Poetry has a long and varied history, evolving differentially across the globe. It dates back at least to prehistoric times with hunting poetry in Africa, and to panegyric and elegiac court poetry of the empires of the Nile, Niger, and Volta River valleys. Some of the earliest written poetry in Africa occurs among the Pyramid Texts written during the 25th century BCE. The earliest surviving Western Asian epic poetry, the Epic of Gilgamesh, was written in Sumerian.

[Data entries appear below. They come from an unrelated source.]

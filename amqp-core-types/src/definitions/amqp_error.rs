use std::fmt::Display;

use amqp_value::primitives::Symbol;

use super::ErrorCondition;

/// Shared error conditions
#[derive(Debug, Clone, Copy, PartialEq, Eq, Hash)]
#[allow(missing_docs)]
pub enum AmqpError {
    InternalError,
    NotFound,
    UnauthorizedAccess,
    DecodeError,
    ResourceLimitExceeded,
    NotAllowed,
    InvalidField,
    NotImplemented,
    ResourceLocked,
    PreconditionFailed,
    ResourceDeleted,
    IllegalState,
    FrameSizeTooSmall,
}

impl AmqpError {
    /// The symbol carried on the wire
    pub fn as_str(&self) -> &'static str {
        match self {
            AmqpError::InternalError => "amqp:internal-error",
            AmqpError::NotFound => "amqp:not-found",
            AmqpError::UnauthorizedAccess => "amqp:unauthorized-access",
            AmqpError::DecodeError => "amqp:decode-error",
            AmqpError::ResourceLimitExceeded => "amqp:resource-limit-exceeded",
            AmqpError::NotAllowed => "amqp:not-allowed",
            AmqpError::InvalidField => "amqp:invalid-field",
            AmqpError::NotImplemented => "amqp:not-implemented",
            AmqpError::ResourceLocked => "amqp:resource-locked",
            AmqpError::PreconditionFailed => "amqp:precondition-failed",
            AmqpError::ResourceDeleted => "amqp:resource-deleted",
            AmqpError::IllegalState => "amqp:illegal-state",
            AmqpError::FrameSizeTooSmall => "amqp:frame-size-too-small",
        }
    }
}

impl Display for AmqpError {
    fn fmt(&self, f: &mut std::fmt::Formatter<'_>) -> std::fmt::Result {
        f.write_str(self.as_str())
    }
}

impl From<AmqpError> for ErrorCondition {
    fn from(err: AmqpError) -> Self {
        ErrorCondition::AmqpError(err)
    }
}

impl From<AmqpError> for Symbol {
    fn from(value: AmqpError) -> Self {
        Symbol::from(value.as_str())
    }
}

impl<'a> TryFrom<&'a str> for AmqpError {
    type Error = &'a str;

    fn try_from(value: &'a str) -> Result<Self, Self::Error> {
        let val = match value {
            "amqp:internal-error" => AmqpError::InternalError,
            "amqp:not-found" => AmqpError::NotFound,
            "amqp:unauthorized-access" => AmqpError::UnauthorizedAccess,
            "amqp:decode-error" => AmqpError::DecodeError,
            "amqp:resource-limit-exceeded" => AmqpError::ResourceLimitExceeded,
            "amqp:not-allowed" => AmqpError::NotAllowed,
            "amqp:invalid-field" => AmqpError::InvalidField,
            "amqp:not-implemented" => AmqpError::NotImplemented,
            "amqp:resource-locked" => AmqpError::ResourceLocked,
            "amqp:precondition-failed" => AmqpError::PreconditionFailed,
            "amqp:resource-deleted" => AmqpError::ResourceDeleted,
            "amqp:illegal-state" => AmqpError::IllegalState,
            "amqp:frame-size-too-small" => AmqpError::FrameSizeTooSmall,
            _ => return Err(value),
        };
        Ok(val)
    }
}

Early poems in the Eurasian continent evolved from folk songs such as the Chinese Shijing, as well as religious hymns (the Sanskrit Rigveda, the Zoroastrian Gathas, the Hurrian songs, and the Hebrew Psalms); or from a need to retell oral epics, as with the Egyptian Story of Sinuhe, the Indian epic poetry, and the Homeric epics, the Iliad and the Odyssey. Ancient Greek attempts to define poetry, such as Aristotle's Poetics, focused on the uses of speech in rhetoric, drama, song, and comedy. Later attempts concentrated on features such as repetition, verse form, and rhyme, and emphasized the aesthetics which distinguish poetry from more objectively-informative prosaic writing. ( Full article...)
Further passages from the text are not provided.